Generalising AI-Music Detection: Decoder Artefacts, Self-Supervised Features, and the Limits of Hand-Crafted Cues
DOI:
https://doi.org/10.31224/7433Keywords:
AI-generated music, Synthetic audio detection, Decoder artifacts, Temporal stationarity, Spectral periodicity, Audio forensicsAbstract
A follow-up to "Detecting AI-Generated Piano Music with a Spectrogram CNN: A Proof of Concept, and a Study in Shortcuts."
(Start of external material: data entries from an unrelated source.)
//! Class catalog storage

use chrono::{DateTime, Utc};
use color_eyre::Result;
use serde::{Deserialize, Serialize};
use sqlx::prelude::Type;
use thiserror::Error;
use uuid::Uuid;

use crate::model::users::UserId;

#[derive(Debug, Clone, Error)]
pub enum Error {
    #[error("Invalid class id format")]
    InvalidClassId,
}

/// Newtype for class id
#[derive(Debug, Clone, Copy, PartialEq, Eq, Hash, Type, Serialize, Deserialize)]
#[sqlx(transparent)]
#[serde(transparent)]
pub struct ClassId(Uuid);

impl std::fmt::Display for ClassId {
    fn fmt(&self, f: &mut std::fmt::Formatter<'_>) -> std::fmt::Result {
        write!(f, "{}", self.0)
    }
}

impl std::str::FromStr for ClassId {
    type Err = Error;

    fn from_str(s: &str) -> Result<Self, Self::Err> {
        let id = Uuid::parse_str(s).map_err(|_| Error::InvalidClassId)?;
        Ok(Self(id))
    }
}

/// A bookable class offering
#[derive(Debug, Clone, PartialEq, Serialize, Deserialize)]
pub struct Class {
    pub id: ClassId,
    pub teacher_id: UserId,
    pub title: String,
    pub discipline: String,
    pub description: String,
    pub starts_at: DateTime<Utc>,
    pub duration_min: u32,
    pub capacity: u32,
    pub price_cents: i64,
}

/// Fields a teacher submits when creating or updating a class
#[derive(Debug, Clone, Deserialize)]
pub struct ClassFields {
    pub title: String,
    pub discipline: String,
    pub description: String,
    pub starts_at: DateTime<Utc>,
    pub duration_min: u32,
    pub capacity: u32,
    pub price_cents: i64,
}

/// Catalog listing filters; empty filters list everything
#[derive(Debug, Clone, Default, Deserialize)]
pub struct ClassFilter {
    pub discipline: Option<String>,
    pub teacher: Option<UserId>,
}

impl Class {
    /// Creates a class owned by the teacher
    pub async fn create(
        db: impl sqlx::Executor<'_, Database = sqlx::Sqlite>,
        teacher_id: UserId,
        fields: ClassFields,
    ) -> Result<Self> {
        let class = Self {
            id: ClassId(Uuid::new_v4()),
            teacher_id,
            title: fields.title,
            discipline: fields.discipline,
            description: fields.description,
            starts_at: fields.starts_at,
            duration_min: fields.duration_min,
            capacity: fields.capacity,
            price_cents: fields.price_cents,
        };

        sqlx::query(
            "insert into classes (id, teacher_id, title, discipline, description, starts_at, \
             duration_min, capacity, price_cents) values (?, ?, ?, ?, ?, ?, ?, ?, ?)",
        )
        .bind(class.id)
        .bind(class.teacher_id)
        .bind(&class.title)
        .bind(&class.discipline)
        .bind(&class.description)
        .bind(class.starts_at)
        .bind(class.duration_min)
        .bind(class.capacity)
        .bind(class.price_cents)
        .execute(db)
        .await?;

        Ok(class)
    }

    /// Fetches a single class by id
    pub async fn fetch(
        db: impl sqlx::Executor<'_, Database = sqlx::Sqlite>,
        id: ClassId,
    ) -> Result<Option<Self>> {
        let row: Option<ClassRow> = sqlx::query_as(
            "select id, teacher_id, title, discipline, description, starts_at, duration_min, \
             capacity, price_cents from classes where id = ?",
        )
        .bind(id)
        .fetch_optional(db)
        .await?;

        Ok(row.map(Into::into))
    }

    /// Lists classes matching the filter, soonest first
    pub async fn list(
        db: impl sqlx::Executor<'_, Database = sqlx::Sqlite>,
        filter: &ClassFilter,
    ) -> Result<Vec<Self>> {
        let rows: Vec<ClassRow> = sqlx::query_as(
            "select id, teacher_id, title, discipline, description, starts_at, duration_min, \
             capacity, price_cents from classes \
             where (? is null or discipline = ?) and (? is null or teacher_id = ?) \
             order by starts_at",
        )
        .bind(&filter.discipline)
        .bind(&filter.discipline)
        .bind(filter.teacher)
        .bind(filter.teacher)
        .fetch_all(db)
        .await?;

        Ok(rows.into_iter().map(Into::into).collect())
    }

    /// Replaces the class fields. Returns false when the class does not
    /// exist or is not owned by `teacher_id`.
    pub async fn update(
        db: impl sqlx::Executor<'_, Database = sqlx::Sqlite>,
        id: ClassId,
        teacher_id: UserId,
        fields: ClassFields,
    ) -> Result<bool> {
        let updated = sqlx::query(
            "update classes set title = ?, discipline = ?, description = ?, starts_at = ?, \
             duration_min = ?, capacity = ?, price_cents = ? where id = ? and teacher_id = ?",
        )
        .bind(&fields.title)
        .bind(&fields.discipline)
        .bind(&fields.description)
        .bind(fields.starts_at)
        .bind(fields.duration_min)
        .bind(fields.capacity)
        .bind(fields.price_cents)
        .bind(id)
        .bind(teacher_id)
        .execute(db)
        .await?;

        Ok(updated.rows_affected() == 1)
    }

    /// Deletes the class. With `owner` set, only that teacher's class is
    /// removed; admins pass `None`.
    pub async fn delete(
        db: impl sqlx::Executor<'_, Database = sqlx::Sqlite>,
        id: ClassId,
        owner: Option<UserId>,
    ) -> Result<bool> {
        let deleted = sqlx::query("delete from classes where id = ? and (? is null or teacher_id = ?)")
            .bind(id)
            .bind(owner)
            .bind(owner)
            .execute(db)
            .await?;

        Ok(deleted.rows_affected() == 1)
    }
}

type ClassRow = (
    ClassId,
    UserId,
    String,
    String,
    String,
    DateTime<Utc>,
    u32,
    u32,
    i64,
);

impl From<ClassRow> for Class {
    fn from(row: ClassRow) -> Self {
        let (id, teacher_id, title, discipline, description, starts_at, duration_min, capacity, price_cents) =
            row;
        Self {
            id,
            teacher_id,
            title,
            discipline,
            description,
            starts_at,
            duration_min,
            capacity,
            price_cents,
        }
    }
}

#[cfg(test)]
mod tests {
    use super::*;
    use crate::model::users::NewUser;
    use session::Role;
    use sqlx::SqlitePool;

    async fn setup_pool() -> SqlitePool {
        let pool = SqlitePool::connect("sqlite::memory:").await.unwrap();
        sqlx::migrate!("model/migrations").run(&pool).await.unwrap();
        pool
    }

    async fn teacher(pool: &SqlitePool, email: &str) -> UserId {
        NewUser {
            name: "Ines Duarte".into(),
            email: email.into(),
            role: Role::Teacher,
            password: "pw".into(),
        }
        .create(pool)
        .await
        .unwrap()
    }

    fn fields(title: &str, discipline: &str) -> ClassFields {
        ClassFields {
            title: title.into(),
            discipline: discipline.into(),
            description: "A class".into(),
            starts_at: Utc::now() + chrono::Duration::days(1),
            duration_min: 60,
            capacity: 12,
            price_cents: 2500,
        }
    }

    #[tokio::test]
    async fn create_fetch_round_trip() {
        let pool = setup_pool().await;
        let teacher_id = teacher(&pool, "t@example.com").await;

        let class = Class::create(&pool, teacher_id, fields("Morning flow", "yoga"))
            .await
            .unwrap();
        let fetched = Class::fetch(&pool, class.id).await.unwrap().unwrap();

        assert_eq!(fetched, class);
        assert_eq!(
            Class::fetch(&pool, ClassId(Uuid::new_v4())).await.unwrap(),
            None
        );
    }

    #[tokio::test]
    async fn listing_filters_by_discipline_and_teacher() {
        let pool = setup_pool().await;
        let t1 = teacher(&pool, "t1@example.com").await;
        let t2 = teacher(&pool, "t2@example.com").await;

        Class::create(&pool, t1, fields("Morning flow", "yoga"))
            .await
            .unwrap();
        Class::create(&pool, t1, fields("Core basics", "pilates"))
            .await
            .unwrap();
        Class::create(&pool, t2, fields("Evening flow", "yoga"))
            .await
            .unwrap();

        let all = Class::list(&pool, &ClassFilter::default()).await.unwrap();
        assert_eq!(all.len(), 3);

        let yoga = Class::list(
            &pool,
            &ClassFilter {
                discipline: Some("yoga".into()),
                teacher: None,
            },
        )
        .await
        .unwrap();
        assert_eq!(yoga.len(), 2);
        assert!(yoga.iter().all(|class| class.discipline == "yoga"));

        let t1_yoga = Class::list(
            &pool,
            &ClassFilter {
                discipline: Some("yoga".into()),
                teacher: Some(t1),
            },
        )
        .await
        .unwrap();
        assert_eq!(t1_yoga.len(), 1);
        assert_eq!(t1_yoga[0].title, "Morning flow");
    }

    #[tokio::test]
    async fn updates_are_owner_scoped() {
        let pool = setup_pool().await;
        let owner = teacher(&pool, "t1@example.com").await;
        let other = teacher(&pool, "t2@example.com").await;

        let class = Class::create(&pool, owner, fields("Morning flow", "yoga"))
            .await
            .unwrap();

        let foreign = Class::update(&pool, class.id, other, fields("Hijacked", "yoga"))
            .await
            .unwrap();
        assert!(!foreign);

        let own = Class::update(&pool, class.id, owner, fields("Sunrise flow", "yoga"))
            .await
            .unwrap();
        assert!(own);
        assert_eq!(
            Class::fetch(&pool, class.id).await.unwrap().unwrap().title,
            "Sunrise flow"
        );
    }

    #[tokio::test]
    async fn deletes_are_owner_scoped_unless_admin() {
        let pool = setup_pool().await;
        let owner = teacher(&pool, "t1@example.com").await;
        let other = teacher(&pool, "t2@example.com").await;

        let class = Class::create(&pool, owner, fields("Morning flow", "yoga"))
            .await
            .unwrap();

        assert!(!Class::delete(&pool, class.id, Some(other)).await.unwrap());
        assert!(Class::fetch(&pool, class.id).await.unwrap().is_some());

        // Admin path: no owner restriction
        assert!(Class::delete(&pool, class.id, None).await.unwrap());
        assert!(Class::fetch(&pool, class.id).await.unwrap().is_none());
    }
}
Our previous study showed that a spectrogram CNN can distinguish one generator's piano output from human recordings with high in-distribution confidence, but fails to generalise: it collapsed on an unseen generator and on an unseen genre, and part of its signal was traceable to data-collection confounds. This follow-up turns from that single working classifier to the broader question it raised — how can AI-music detection be made to generalise across generators? — and reports a small empirical study of the most-discussed answer: detecting the artefacts left by the neural decoders that all current generators use to render audio. We first survey the candidate approaches (supervised spectrogram classification, self-supervised foundation features, neural-decoder artefact detection, musical-structure analysis, and watermarking) with their respective strengths and limitations. We then test, on a multi-generator dataset spanning seven systems (AudioLDM, MusicGen, Mustango, Riffusion, Stable Audio, Suno, Udio) plus real music, whether the decoder artefact can be captured by a simple, training-free signal-processing feature. A naive spectral-periodicity ("comb-strength") feature failed (AUC 0.37): it measures musical harmonicity, which real instrumental music has in abundance. A temporal-stationarity feature — exploiting that decoder artefacts are frozen in frequency while music moves — recovered a real but modest signal (AUC 0.68). Crucially, it separated codec-based generators (AudioLDM, MusicGen) well but was blind to the two most prominent commercial systems, Suno and Udio, whose polished output suppresses the artefact. We conclude that the decoder-artefact route is the most principled path to generator-agnostic detection, but that the artefact in today's best generators is too subtle for hand-crafted features and requires a learned model (e.g. the autoencoder round-trip of Afchar et al.). No single approach is a silver bullet; a practical detector is an ensemble, and the field is an arms race.